Le chien?
Lui, il bondissait, à hauteur de hanche d'homme, sur le muret entourant le parc, pour regarder son maître droit dans les yeux. Ils marchaient à la même hauteur. Joue contre joue. On avait l'impression que le chien voulait dire quelque chose à Mulder. Mais Mulder se détournait de lui. De même, le soir, une fois couché, il évitait les yeux qui, depuis le pied du lit, lui parlaient, et balançait une couverture sur la gueule du chien. À chaque fois, l'animal rejetait ce bandeau qui lui masquait la vue et se remettait à observer Mulder. Ce qui empêchait celui-ci de dormir. Il se dissimulait derrière un livre, non sans être exaspéré par le halètement qui montait de l'autre côté du bouquin; il bâfrait une boîte de chocolats, débouchait une bouteille de vin, tartinait du fromage et, songeant à son cholestérol, donnait la moitié des toasts au chien. Cela les réveillait tellement l'un et l'autre qu'une seconde bouteille devait y passer - un très lourd bordeaux. Et la nuit de s'éterniser.

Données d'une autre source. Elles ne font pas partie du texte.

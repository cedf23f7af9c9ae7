//! Notes REST API: CRUD over a single `notes` table, plus a caching client.

pub mod client;
pub mod config;
pub mod db;
pub mod dto;
pub mod errors;
pub mod extract;
pub mod models;
pub mod repository;
pub mod routes;
pub mod states;
pub mod validation;

pub use states::AppState;

use axum::{
    Router,
    extract::{DefaultBodyLimit, Request},
    routing::get,
};
use tower_http::{
    cors::{Any, CorsLayer},
    trace::TraceLayer,
};
use tracing::info_span;
use uuid::Uuid;

/// Build the router with every route and middleware attached.
pub fn app(state: AppState) -> Router {
    // The browser UI is served from another origin
    let cors = CorsLayer::new()
        .allow_origin(Any)
        .allow_methods(Any)
        .allow_headers(Any);

    let trace = TraceLayer::new_for_http().make_span_with(|request: &Request| {
        info_span!(
            "request",
            id = %Uuid::new_v4(),
            method = %request.method(),
            uri = %request.uri(),
        )
    });

    Router::new()
        .route("/health", get(routes::health_check))
        .route("/notes", get(routes::list_notes).post(routes::create_note))
        .route(
            "/notes/{id}",
            get(routes::get_note)
                .patch(routes::update_note)
                .delete(routes::delete_note),
        )
        .with_state(state)
        // Note content has no size cap
        .layer(DefaultBodyLimit::disable())
        .layer(trace)
        .layer(cors)
}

‘Qu'attends-tu de moi?’ s'écriait Mulder en désespoir de cause.
Le chien se taisait. Mais ses yeux disaient: Je lèche un mendiant et toi, tu laves mon museau.
Tu vois quelqu'un mourir roué de coups de pied et tu te soucies du pli de ton pantalon.
Tu donnes de l'argent à des clochards, mais tu n'oses leur serrer la main.
Tu me caresses, mais les trente vestes de ton armoire, tu les caresses elles aussi.
Tu t'habilles en fonction des autres, mais tu ne laisses personne entrer dans ta vie.
Tu hausses le nez devant les ivrognes et tu vides deux bouteilles en suisse.
Tu critiques les types louches qui traînent dans l'église et tu voles un cierge près de l'autel de la Vierge.
Tu dis que tu ne crois pas en Dieu. Mais alors, qui appelles-tu au beau milieu de la nuit? (...)
(...) ‘Les croyants ont une espérance de vie plus longue, dit Mulder, une étude récente l'affirme. Allons, péchons.’
Ils commandèrent tout ce qui leur était défendu par les médecins.
‘Ça vous dérange si je fais une petite prière avant de manger?’ demanda Bruno.
Mulder regarda à la ronde.
‘Je le fais à voix basse.’
Bruno se mit à prier. Prononçant les formules d'usage, sans toutefois oublier de parler en faveur des victimes de l'incendie, morts ou vivants. L'incendie qui les avait fait se rencontrer.
L'air sombre, le prêtre tartina une lichée de foie gras sur son pain. Les choses allaient mal, estimait-il, et ça n'allait pas s'arranger dans l'immédiat. La civilisation occidentale avait échoué car elle avait fait fi de cette colonne vertébrale qu'est la religion. Dieu avait disparu dans les bouchons dominicaux. L'Occident ne pouvait plus donner l'exemple car lui-même n'en avait plus, seul comptait encore l'intérêt individuel.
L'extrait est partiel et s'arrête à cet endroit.